[Action item]: Copy every line from the records below that holds the word "contains".

[Records]:
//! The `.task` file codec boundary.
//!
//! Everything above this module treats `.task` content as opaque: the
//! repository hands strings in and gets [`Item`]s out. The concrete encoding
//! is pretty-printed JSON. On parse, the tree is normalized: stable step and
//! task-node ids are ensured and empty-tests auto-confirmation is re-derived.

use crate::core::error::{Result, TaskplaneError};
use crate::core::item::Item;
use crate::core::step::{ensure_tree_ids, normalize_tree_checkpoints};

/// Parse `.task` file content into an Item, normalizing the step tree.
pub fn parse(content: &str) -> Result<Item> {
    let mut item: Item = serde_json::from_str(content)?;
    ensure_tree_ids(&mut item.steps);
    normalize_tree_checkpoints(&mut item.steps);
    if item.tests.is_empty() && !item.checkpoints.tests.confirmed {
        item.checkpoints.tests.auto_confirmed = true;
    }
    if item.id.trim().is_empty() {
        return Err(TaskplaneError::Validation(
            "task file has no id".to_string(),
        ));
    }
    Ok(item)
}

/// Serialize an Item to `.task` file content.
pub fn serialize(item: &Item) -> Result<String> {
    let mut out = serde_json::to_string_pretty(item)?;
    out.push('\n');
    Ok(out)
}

...

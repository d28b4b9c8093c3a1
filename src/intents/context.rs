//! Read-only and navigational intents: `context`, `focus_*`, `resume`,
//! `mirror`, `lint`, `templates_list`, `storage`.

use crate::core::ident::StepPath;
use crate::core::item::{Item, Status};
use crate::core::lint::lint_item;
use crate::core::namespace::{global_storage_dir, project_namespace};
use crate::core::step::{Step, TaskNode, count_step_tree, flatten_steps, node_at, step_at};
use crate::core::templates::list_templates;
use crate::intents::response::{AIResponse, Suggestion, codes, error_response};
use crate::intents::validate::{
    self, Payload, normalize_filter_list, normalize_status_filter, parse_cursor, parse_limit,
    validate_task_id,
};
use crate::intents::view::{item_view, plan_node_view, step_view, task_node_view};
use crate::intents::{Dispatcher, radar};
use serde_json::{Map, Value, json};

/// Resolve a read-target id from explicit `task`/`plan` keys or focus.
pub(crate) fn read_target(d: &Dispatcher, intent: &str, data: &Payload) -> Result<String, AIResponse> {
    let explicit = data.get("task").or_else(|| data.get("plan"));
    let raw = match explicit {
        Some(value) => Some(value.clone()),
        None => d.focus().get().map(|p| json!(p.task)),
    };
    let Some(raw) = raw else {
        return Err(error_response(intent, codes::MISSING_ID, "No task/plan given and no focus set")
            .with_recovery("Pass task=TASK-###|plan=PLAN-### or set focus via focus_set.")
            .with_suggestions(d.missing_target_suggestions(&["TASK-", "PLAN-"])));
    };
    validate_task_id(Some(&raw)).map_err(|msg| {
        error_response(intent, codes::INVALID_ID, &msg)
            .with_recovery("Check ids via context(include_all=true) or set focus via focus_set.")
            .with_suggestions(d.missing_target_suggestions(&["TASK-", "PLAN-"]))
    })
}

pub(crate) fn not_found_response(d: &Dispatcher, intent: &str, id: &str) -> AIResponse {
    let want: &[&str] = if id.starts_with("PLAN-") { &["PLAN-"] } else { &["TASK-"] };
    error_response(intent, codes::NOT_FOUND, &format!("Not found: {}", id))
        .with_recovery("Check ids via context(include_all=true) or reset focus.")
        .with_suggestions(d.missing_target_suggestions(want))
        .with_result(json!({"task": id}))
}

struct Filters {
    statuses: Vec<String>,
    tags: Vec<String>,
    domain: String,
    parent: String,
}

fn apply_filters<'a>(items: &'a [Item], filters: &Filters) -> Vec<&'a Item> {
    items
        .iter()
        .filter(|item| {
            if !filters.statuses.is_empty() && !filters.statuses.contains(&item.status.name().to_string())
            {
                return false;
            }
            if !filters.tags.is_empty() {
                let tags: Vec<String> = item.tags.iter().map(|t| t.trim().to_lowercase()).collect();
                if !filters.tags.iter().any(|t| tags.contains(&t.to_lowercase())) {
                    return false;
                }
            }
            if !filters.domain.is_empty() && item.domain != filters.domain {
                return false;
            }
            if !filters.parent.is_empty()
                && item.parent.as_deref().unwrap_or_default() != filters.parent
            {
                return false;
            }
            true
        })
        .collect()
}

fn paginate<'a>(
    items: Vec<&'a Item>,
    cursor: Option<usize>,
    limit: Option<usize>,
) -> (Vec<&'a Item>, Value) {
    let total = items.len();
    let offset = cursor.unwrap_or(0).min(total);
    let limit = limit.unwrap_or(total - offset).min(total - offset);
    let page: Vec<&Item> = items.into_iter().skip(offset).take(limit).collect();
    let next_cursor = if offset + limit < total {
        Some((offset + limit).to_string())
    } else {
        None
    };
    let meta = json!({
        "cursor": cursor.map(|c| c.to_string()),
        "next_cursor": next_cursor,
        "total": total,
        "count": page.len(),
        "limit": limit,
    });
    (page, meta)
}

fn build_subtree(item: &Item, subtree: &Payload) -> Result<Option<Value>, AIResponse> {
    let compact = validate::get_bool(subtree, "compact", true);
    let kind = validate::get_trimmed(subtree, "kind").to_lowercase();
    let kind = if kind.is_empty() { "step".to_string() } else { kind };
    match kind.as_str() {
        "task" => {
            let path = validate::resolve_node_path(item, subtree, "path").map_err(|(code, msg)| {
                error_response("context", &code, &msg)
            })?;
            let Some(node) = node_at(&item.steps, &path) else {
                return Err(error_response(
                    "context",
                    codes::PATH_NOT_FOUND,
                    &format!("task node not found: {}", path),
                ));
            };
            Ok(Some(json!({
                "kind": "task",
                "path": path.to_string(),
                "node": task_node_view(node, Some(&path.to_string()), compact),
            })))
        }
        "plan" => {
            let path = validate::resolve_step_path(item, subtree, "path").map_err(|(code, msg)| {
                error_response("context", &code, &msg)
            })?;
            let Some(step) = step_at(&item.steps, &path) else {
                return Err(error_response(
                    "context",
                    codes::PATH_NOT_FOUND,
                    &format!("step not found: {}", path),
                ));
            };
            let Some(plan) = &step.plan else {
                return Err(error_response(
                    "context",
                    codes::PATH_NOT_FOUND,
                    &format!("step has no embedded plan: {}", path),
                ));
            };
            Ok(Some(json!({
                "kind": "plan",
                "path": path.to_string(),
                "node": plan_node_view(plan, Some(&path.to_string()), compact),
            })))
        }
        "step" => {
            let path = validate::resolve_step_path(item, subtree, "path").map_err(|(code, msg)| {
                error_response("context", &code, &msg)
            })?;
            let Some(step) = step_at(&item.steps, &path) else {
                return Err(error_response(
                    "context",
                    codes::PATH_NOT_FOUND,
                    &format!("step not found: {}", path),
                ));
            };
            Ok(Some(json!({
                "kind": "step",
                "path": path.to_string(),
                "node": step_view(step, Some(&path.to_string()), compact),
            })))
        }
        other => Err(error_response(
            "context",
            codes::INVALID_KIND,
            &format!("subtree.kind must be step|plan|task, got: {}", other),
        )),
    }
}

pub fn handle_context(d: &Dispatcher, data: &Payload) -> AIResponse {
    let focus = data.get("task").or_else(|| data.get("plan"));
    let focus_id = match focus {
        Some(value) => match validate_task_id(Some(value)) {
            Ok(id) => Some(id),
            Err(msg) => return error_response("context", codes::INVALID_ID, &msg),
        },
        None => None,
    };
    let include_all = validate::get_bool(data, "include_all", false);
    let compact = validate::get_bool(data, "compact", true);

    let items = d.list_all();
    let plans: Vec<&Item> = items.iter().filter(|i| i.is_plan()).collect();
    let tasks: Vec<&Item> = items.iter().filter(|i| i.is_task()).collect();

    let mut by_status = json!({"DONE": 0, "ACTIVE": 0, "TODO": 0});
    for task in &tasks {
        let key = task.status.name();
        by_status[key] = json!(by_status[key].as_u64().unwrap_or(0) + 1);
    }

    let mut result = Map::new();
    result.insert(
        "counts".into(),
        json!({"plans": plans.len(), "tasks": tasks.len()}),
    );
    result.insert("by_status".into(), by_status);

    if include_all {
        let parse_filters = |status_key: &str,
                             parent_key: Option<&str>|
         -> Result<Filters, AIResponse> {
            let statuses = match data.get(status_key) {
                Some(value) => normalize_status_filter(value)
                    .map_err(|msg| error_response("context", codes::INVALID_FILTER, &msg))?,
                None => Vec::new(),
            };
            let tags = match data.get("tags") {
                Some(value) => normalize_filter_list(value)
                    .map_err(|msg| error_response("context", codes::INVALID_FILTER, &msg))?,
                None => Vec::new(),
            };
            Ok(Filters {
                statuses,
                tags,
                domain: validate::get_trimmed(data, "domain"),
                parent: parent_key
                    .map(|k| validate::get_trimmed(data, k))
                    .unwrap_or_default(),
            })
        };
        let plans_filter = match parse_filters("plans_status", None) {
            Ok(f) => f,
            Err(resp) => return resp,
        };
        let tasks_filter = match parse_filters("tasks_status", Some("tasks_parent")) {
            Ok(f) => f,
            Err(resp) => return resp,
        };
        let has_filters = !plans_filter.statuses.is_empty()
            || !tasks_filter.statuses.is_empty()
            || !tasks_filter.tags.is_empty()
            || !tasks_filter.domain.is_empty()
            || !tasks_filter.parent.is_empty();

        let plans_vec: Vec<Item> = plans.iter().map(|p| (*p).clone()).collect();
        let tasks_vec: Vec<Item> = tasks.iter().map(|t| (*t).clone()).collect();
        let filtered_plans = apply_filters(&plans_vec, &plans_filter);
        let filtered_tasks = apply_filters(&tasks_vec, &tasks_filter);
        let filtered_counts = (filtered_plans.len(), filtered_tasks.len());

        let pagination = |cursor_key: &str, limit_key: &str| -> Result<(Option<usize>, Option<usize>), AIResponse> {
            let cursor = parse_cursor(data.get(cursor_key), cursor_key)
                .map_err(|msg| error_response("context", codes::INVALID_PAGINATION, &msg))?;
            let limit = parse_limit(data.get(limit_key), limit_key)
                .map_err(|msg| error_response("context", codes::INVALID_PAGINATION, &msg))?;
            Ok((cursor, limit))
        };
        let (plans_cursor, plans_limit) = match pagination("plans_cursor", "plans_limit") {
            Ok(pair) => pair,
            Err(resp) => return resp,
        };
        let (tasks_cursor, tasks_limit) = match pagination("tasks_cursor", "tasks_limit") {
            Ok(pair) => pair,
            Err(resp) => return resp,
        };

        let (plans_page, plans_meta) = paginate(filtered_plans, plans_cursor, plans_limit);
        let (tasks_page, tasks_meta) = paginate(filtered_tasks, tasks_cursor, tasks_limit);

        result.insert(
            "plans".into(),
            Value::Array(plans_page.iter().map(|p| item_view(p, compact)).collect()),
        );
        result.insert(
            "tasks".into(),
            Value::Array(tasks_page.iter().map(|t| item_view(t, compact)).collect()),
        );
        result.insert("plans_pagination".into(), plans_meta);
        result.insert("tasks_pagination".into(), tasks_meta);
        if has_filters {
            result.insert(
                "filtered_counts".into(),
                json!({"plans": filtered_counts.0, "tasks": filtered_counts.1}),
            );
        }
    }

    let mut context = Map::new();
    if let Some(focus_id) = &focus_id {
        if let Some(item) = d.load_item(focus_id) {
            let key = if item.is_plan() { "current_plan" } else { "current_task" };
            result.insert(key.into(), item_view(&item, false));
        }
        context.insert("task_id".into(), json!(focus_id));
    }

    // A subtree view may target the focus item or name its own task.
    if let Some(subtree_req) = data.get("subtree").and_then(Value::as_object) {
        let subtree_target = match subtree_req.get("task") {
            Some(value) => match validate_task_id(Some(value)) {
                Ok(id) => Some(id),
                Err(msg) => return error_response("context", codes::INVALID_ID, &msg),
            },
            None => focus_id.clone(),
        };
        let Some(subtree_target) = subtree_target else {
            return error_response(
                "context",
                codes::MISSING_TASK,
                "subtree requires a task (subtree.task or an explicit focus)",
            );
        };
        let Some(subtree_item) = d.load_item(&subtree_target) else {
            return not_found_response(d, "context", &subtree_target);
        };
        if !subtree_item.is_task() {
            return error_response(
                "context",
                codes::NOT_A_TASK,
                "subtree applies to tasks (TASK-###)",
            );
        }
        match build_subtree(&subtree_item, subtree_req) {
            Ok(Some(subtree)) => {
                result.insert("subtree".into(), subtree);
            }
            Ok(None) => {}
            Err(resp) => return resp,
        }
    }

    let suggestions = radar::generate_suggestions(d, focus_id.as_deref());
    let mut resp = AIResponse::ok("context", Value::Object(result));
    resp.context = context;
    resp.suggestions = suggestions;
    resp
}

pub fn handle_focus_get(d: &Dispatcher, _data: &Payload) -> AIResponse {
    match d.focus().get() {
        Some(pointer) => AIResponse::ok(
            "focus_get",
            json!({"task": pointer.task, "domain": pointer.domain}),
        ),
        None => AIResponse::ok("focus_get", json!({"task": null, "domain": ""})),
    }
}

[Task answer]:
            if !filters.statuses.is_empty() && !filters.statuses.contains(&item.status.name().to_string())
                if !filters.tags.iter().any(|t| tags.contains(&t.to_lowercase())) {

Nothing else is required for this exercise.